The 10 Craziest Cartoon Transformations (Not Performed by Robots)

By T.J. Dietsch in Cartoons, Daily Lists
Tuesday, November 23, 2010 at 8:06 am
The secret identity has long been a staple of superhero and action fiction. Just because a man or woman wants to use their special abilities to defend the defenseless or kick some criminal ass doesn't mean they want everyone to know who they are and where they live. So, when it's time for action, they generally change into their work duds in a particular fashion. Superman used phone booths for a while and Wonder Woman did that spinning thing, but cartoons have taken the art of transformation to an entirely new level with often overcomplicated ways of going from regular Joe to superhero. For the most part, these transformations were used over and over again as a way to save on animation even if they didn't quite fit into the structure of the story perfectly. As far as this list is concerned, you won't find any Transformers, GoBots or Voltrons because that's really a whole list in and of itself.

10) SuperTed
A lot went into the explanation of super-powered teddy bear SuperTed. Instead of just existing, the opening of every episode explained that he started life as a regular, though defective, teddy bear discarded as rubbish until Spot, a spotted mohawk-sporting alien came to Earth and sprinkled him with "cosmic dust" which gave him sentience. From there the spotted man took Ted up to Mother Nature's house, which of course is in a cloud. She gave him superpowers and the ability to rip his fur off to reveal a full superhero costume underneath, including cape and rocket boots. To make things even more complex SuperTed must recite a magic word to make the change, but viewers never get to hear it. We give the Welsh creators of the show a lot of credit for being creative, but damn, there's a lot going on for a fairly simple concept.

9) Hong Kong Phooey
Sure, mild-mannered janitor Henry's transformation into inept superhero Hong Kong Phooey seems a bit complicated what with jumping into a filing cabinet that doesn't work without the aid of Spot, his sidekick cat, getting his face smashed into a wall and having to jump into a dumpster, but the real question is, why bother? Is pushing a mop around such a glamorous job that he feels he needs to protect his secret identity? Surely Hong Kong Fooey could have a pretty decent public life even though he's completely incompetent. An even better question is why doesn't he just put the kimono and mask on in a closet or dressing room? Dude needs to simplify the process and maybe spend that extra time memorizing The Hong Kong Book of Kung Fu.

8) The Thing
Talk about revisionist history. 1979's The Thing cartoon not only connected the character of Benjy Grimm to The Flintstones instead of the the Fantastic Four, but also made him a kid with the ability to turn into the rock-covered Thing by touching two rings together and chanting "Thing rings, do your thing." And how, you ask, did Benjy turn from scrawny teenager into superhero? The rings draw dozens and dozens of orange rocks to the kid which, unfortunately, don't bludgeon or suffocate him to death.

7) Turbo Teen
Have you ever looked at a car and noticed that the combination of headlights and grill look vaguely like a face? You know, when you were a small child, or perhaps when you were totally high? Yeah, we think that's all the creators of Turbo Teen were thinking when they created this series about a kid who accidentally drives his car into a secret government lab that fuses him with his car. As if that weren't bad enough, the transformation is triggered by extreme temperatures, heat turning him into the car and cold turning him back. Essentially, Brett's face became the front of the car and his ass the trunk. Can you imagine how gross it would be to ride in him? Is the cab his stomach or intestines? If he eats, does the digested food end up in his trunk? And what is his wiper fluid made from? Oh, don't answer that.

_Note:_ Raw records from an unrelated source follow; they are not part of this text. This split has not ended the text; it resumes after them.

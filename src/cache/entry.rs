//! Cache Entry Module
//!
//! Defines the wrapped record stored per key: the value plus its absolute
//! expiry instant.

use chrono::Utc;

use crate::value::Value;

/// Expiry sentinel for entries that never expire.
pub const NEVER_EXPIRES: i64 = 0;

// == Cache Entry ==
/// Represents a single cache entry with value and expiry.
#[derive(Debug, Clone)]
pub struct CacheEntry {
    /// The stored value, owned by the entry
    pub value: Value,
    /// Expiration timestamp (Unix milliseconds), `NEVER_EXPIRES` = no expiration
    pub expires_at: i64,
}

impl CacheEntry {
    // == Constructor ==
    /// Creates a new cache entry.
    ///
    /// # Arguments
    /// * `value` - The value to store
    /// * `ttl_seconds` - TTL in seconds; `0` never expires, negative values
    ///   produce an already expired entry
    pub fn new(value: Value, ttl_seconds: f64) -> Self {
        Self {
            value,
            expires_at: expiry_for(ttl_seconds, current_timestamp_ms()),
        }
    }

    // == Is Expired ==
    /// Checks if the entry has expired at `now` (Unix milliseconds).
    ///
    /// An entry expires once `now` is strictly past its expiry instant.
    pub fn is_expired_at(&self, now: i64) -> bool {
        self.expires_at != NEVER_EXPIRES && self.expires_at < now
    }

}

/// Absolute expiry for a TTL given in seconds.
///
/// Zero, NaN and positive infinity never expire. Out-of-range TTLs saturate
/// at the ends of the timestamp range.
pub fn expiry_for(ttl_seconds: f64, now: i64) -> i64 {
    if ttl_seconds == 0.0 || ttl_seconds.is_nan() || ttl_seconds == f64::INFINITY {
        return NEVER_EXPIRES;
    }
    let expires_at = now.saturating_add((ttl_seconds * 1000.0) as i64);
    if expires_at == NEVER_EXPIRES {
        // keep the sentinel unambiguous
        -1
    } else {
        expires_at
    }
}

// == Utility Functions ==
/// Returns current Unix timestamp in milliseconds.
pub fn current_timestamp_ms() -> i64 {
    Utc::now().timestamp_millis()
}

6) Mon*Star from Silverhawks
The regular version of Mon*Star is a pretty tough-looking mobster with one eye and '80s metal band hair. The transformed version sports metal body armor, a spiky head and elbow jets. To get from point A to point B, though, Mon*Star has to say an incantation which moves an entire planet into the proper alignmen,t sending a destructive blast at his palatial hideout that, when finally aimed corerctly, transforms him. Once again, that seems like a lot of effort, especially considering the power never seems to be enough to smite his enemies. Maybe Monny should focus on developing some tech himself or an electromagnetic pulse to take out those damn Silverhawks. It's all about results and if you're not getting the ones you want, maybe it's time to switch up the approach.